(Saved entries)
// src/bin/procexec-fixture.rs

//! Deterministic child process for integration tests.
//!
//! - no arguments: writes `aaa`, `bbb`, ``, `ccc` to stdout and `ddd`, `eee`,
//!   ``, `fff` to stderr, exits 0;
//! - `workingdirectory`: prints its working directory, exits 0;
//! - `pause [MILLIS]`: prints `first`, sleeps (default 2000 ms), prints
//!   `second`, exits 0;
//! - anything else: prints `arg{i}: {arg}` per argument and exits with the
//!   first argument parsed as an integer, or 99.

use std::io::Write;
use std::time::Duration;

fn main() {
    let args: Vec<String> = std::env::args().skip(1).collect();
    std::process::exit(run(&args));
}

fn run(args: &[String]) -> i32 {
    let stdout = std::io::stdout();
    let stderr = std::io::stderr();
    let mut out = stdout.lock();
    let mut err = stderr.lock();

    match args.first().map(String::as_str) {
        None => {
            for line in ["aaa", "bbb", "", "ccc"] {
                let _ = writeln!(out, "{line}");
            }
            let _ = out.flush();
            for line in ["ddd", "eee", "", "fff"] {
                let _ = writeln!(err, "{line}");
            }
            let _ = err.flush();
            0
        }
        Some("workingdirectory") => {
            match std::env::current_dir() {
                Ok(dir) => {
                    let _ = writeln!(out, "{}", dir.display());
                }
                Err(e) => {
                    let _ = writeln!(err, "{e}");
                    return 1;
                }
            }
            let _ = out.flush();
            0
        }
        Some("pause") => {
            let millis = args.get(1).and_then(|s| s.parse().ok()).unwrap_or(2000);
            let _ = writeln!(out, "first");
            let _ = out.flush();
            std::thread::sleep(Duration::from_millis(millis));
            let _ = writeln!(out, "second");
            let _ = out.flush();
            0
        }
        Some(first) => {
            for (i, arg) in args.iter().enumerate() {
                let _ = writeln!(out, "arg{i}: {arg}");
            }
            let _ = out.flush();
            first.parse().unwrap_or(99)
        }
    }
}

...

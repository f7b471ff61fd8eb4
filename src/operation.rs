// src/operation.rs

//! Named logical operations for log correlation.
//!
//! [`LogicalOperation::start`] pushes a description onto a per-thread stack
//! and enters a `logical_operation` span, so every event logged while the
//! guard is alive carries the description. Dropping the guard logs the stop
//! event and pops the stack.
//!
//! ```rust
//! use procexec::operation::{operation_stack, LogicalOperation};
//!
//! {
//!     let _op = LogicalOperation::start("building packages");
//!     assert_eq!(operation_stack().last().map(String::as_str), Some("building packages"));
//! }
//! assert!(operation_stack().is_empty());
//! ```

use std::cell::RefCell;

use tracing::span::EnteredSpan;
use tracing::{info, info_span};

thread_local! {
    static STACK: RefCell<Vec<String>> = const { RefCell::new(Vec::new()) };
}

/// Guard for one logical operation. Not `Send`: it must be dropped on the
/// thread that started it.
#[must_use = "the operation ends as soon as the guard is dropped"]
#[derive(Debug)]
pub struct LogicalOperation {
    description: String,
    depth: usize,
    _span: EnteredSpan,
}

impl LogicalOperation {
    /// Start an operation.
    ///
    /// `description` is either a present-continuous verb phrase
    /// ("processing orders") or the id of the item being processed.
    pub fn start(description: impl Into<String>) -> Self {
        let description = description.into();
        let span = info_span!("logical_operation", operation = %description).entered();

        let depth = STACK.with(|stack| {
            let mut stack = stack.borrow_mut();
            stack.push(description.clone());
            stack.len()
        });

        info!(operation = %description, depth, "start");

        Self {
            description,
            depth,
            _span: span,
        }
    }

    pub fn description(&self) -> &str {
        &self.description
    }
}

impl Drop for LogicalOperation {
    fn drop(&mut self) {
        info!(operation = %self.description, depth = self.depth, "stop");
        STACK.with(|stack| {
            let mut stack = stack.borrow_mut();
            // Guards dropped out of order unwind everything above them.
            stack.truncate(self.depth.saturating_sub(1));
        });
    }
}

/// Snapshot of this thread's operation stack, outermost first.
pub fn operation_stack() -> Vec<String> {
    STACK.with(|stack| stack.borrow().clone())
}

*WHAT IS EXPECTED*. Reproduce only the lines above spanning from the line containing "repository f7b471ff61fd8eb4" through the line containing "let depth = STACK.with(|stack|", word for word.

*FINISHED EXERCISE*.
repository f7b471ff61fd8eb4
filename src/operation.rs
// src/operation.rs

//! Named logical operations for log correlation.
//!
//! [`LogicalOperation::start`] pushes a description onto a per-thread stack
//! and enters a `logical_operation` span, so every event logged while the
//! guard is alive carries the description. Dropping the guard logs the stop
//! event and pops the stack.
//!
//! ```rust
//! use procexec::operation::{operation_stack, LogicalOperation};
//!
//! {
//!     let _op = LogicalOperation::start("building packages");
//!     assert_eq!(operation_stack().last().map(String::as_str), Some("building packages"));
//! }
//! assert!(operation_stack().is_empty());
//! ```

use std::cell::RefCell;

use tracing::span::EnteredSpan;
use tracing::{info, info_span};

thread_local! {
    static STACK: RefCell<Vec<String>> = const { RefCell::new(Vec::new()) };
}

/// Guard for one logical operation. Not `Send`: it must be dropped on the
/// thread that started it.
#[must_use = "the operation ends as soon as the guard is dropped"]
#[derive(Debug)]
pub struct LogicalOperation {
    description: String,
    depth: usize,
    _span: EnteredSpan,
}

impl LogicalOperation {
    /// Start an operation.
    ///
    /// `description` is either a present-continuous verb phrase
    /// ("processing orders") or the id of the item being processed.
    pub fn start(description: impl Into<String>) -> Self {
        let description = description.into();
        let span = info_span!("logical_operation", operation = %description).entered();

        let depth = STACK.with(|stack| {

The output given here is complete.